Ich sprach in meinem Post von einer Herausforderung. Und ich sehe dies so. Das liegt einmal an der Marktmacht von Amazon aber mehr noch an AWS als Plattform. Entscheidend werden die Softwarelösungen sein, die die Extraction und Klassifikation von Textract zukünftig als Dienst nutzen. Die Konkurrenz erwächst dann mit Cloud-Lösungen auf der AWS mit elektronischen Akten, Rechnungseingangsverarbeitung, Vertragsmanagement und Vorgangsbearbeitung. Ausschlaggebend wird auch die Qualität der Extraktion, weniger das OCR/ICR-Ergebnis, mehr noch die Klassifikation und Aufbereitung der Inhalte werden. Auch hier breitet sich Amazon mit Lösungen zum Speichermanagement, zur Datensicherung, zur Aufbewahrung und Archivierung an. Es wird sich vieles mehr und mehr in Richtung Cloud verlagern. Da hast Du recht.

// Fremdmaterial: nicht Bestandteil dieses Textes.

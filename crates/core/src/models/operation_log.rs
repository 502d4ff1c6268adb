use chrono::{DateTime, Utc};
use serde::{Deserialize, Serialize};
use tracing::info;

/// 操作日志条目状态
#[derive(Debug, Clone, Copy, PartialEq, Eq, Serialize, Deserialize)]
pub enum LogStatus {
    #[serde(rename = "OK")]
    Ok,
    Error,
}

impl LogStatus {
    pub fn as_str(&self) -> &'static str {
        match self {
            LogStatus::Ok => "OK",
            LogStatus::Error => "Error",
        }
    }
}

#[derive(Debug, Clone, PartialEq, Serialize, Deserialize)]
#[serde(rename_all = "camelCase")]
pub struct LogEntry {
    pub started_at: DateTime<Utc>,
    /// 距上一条日志的毫秒数，第一条为0
    pub duration: i64,
    pub status: LogStatus,
    pub message: String,
}

/// 单次生命周期操作的内存日志，只作为回调报告的载荷，不持久化
#[derive(Debug, Default)]
pub struct OperationLog {
    entries: Vec<LogEntry>,
    prev: Option<DateTime<Utc>>,
}

impl OperationLog {
    pub fn new() -> Self {
        Self::default()
    }

    pub fn add(&mut self, message: impl Into<String>, status: LogStatus) -> &LogEntry {
        self.add_at(message, status, Utc::now())
    }

    pub fn add_at(
        &mut self,
        message: impl Into<String>,
        status: LogStatus,
        at: DateTime<Utc>,
    ) -> &LogEntry {
        let message = message.into();
        let duration = self
            .prev
            .map(|prev| (at - prev).num_milliseconds())
            .unwrap_or(0);

        info!("{} ({}ms)", message, duration);

        self.prev = Some(at);
        self.entries.push(LogEntry {
            started_at: at,
            duration,
            status,
            message,
        });
        // 刚刚 push 过，不会为空
        &self.entries[self.entries.len() - 1]
    }

    pub fn entries(&self) -> &[LogEntry] {
        &self.entries
    }

    pub fn len(&self) -> usize {
        self.entries.len()
    }

    pub fn is_empty(&self) -> bool {
        self.entries.is_empty()
    }
}

/// 发往 schedulerCallback 的状态报告
#[derive(Debug, Clone, PartialEq, Serialize, Deserialize)]
pub struct StatusReport {
    pub status: LogStatus,
    pub logs: Vec<LogEntry>,
}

Das Problem sind die alten Architekturen der On-Premise-Lösungen. So etwas einfach in die Cloud zu kippen, hilft nicht (habe ich schon vor über 10 Jahren dargelegt!).

Und wenn wir jetzt über Services und Micro-Services sprechen, dann ist natürlich eine Plattform wie Amazon sehr zugkräftig für Entwickler und Anwender. Allein schon weltweite Verfügbarkeit und unbegrenzte Skalierbarkeit werden hier die Musik machen. Und Du weißt, wenn einer loslegt, ziehen die anderen Großen schnell nach. Der jetzige Angriff von Amazon wird traditionelle Anbieter wie Kofax, Nuance, Abbyy und die vielen anderen kleinen als erstes treffen. Aber auch Microsoft. Wenig bekannt ist, dass auch Microsoft die OCR-Wandlung als Dienst aus der Cloud anbietet, nur hat Microsoft nicht so getrommelt wie Amazon. Alle suchen hier Anwendungen für ihre KI- und Automatisierungslösungen. Da bietet sich jetzt mit einem Mal auch dieses traditionelle Marktsegment an. Es geht ja auch nicht nur ums Scannen - auch E-Mail, PDFs und andere Dokumentformate harren einer guten Klassifikation und Einordnung in Klassifikationsschema wie elektronischen Akten. In unserem Update Information Management 2019 werde ich zu solchen sich selbst installierenden und konfigurierenden No-Code-Anwendungen auch etwas sagen (ansonsten siehe meinen Ausblick https://www.slideshare.net/DRUKFF/de-digitalisierung-information-management-ulrich-kampffmeyer-eim-informationstag-2017  ab Folie 84 weiter hinten …). 

Auch Branchenkenner, mit denen ich kommuniziert habe, sehen Textract als Herausforderung für die Branche ... wenn denn die Extraktion und besonders die Klassifikation und Informationsübergabe sehr gut sind und sich einfach in andere Anwendungen integrieren lassen.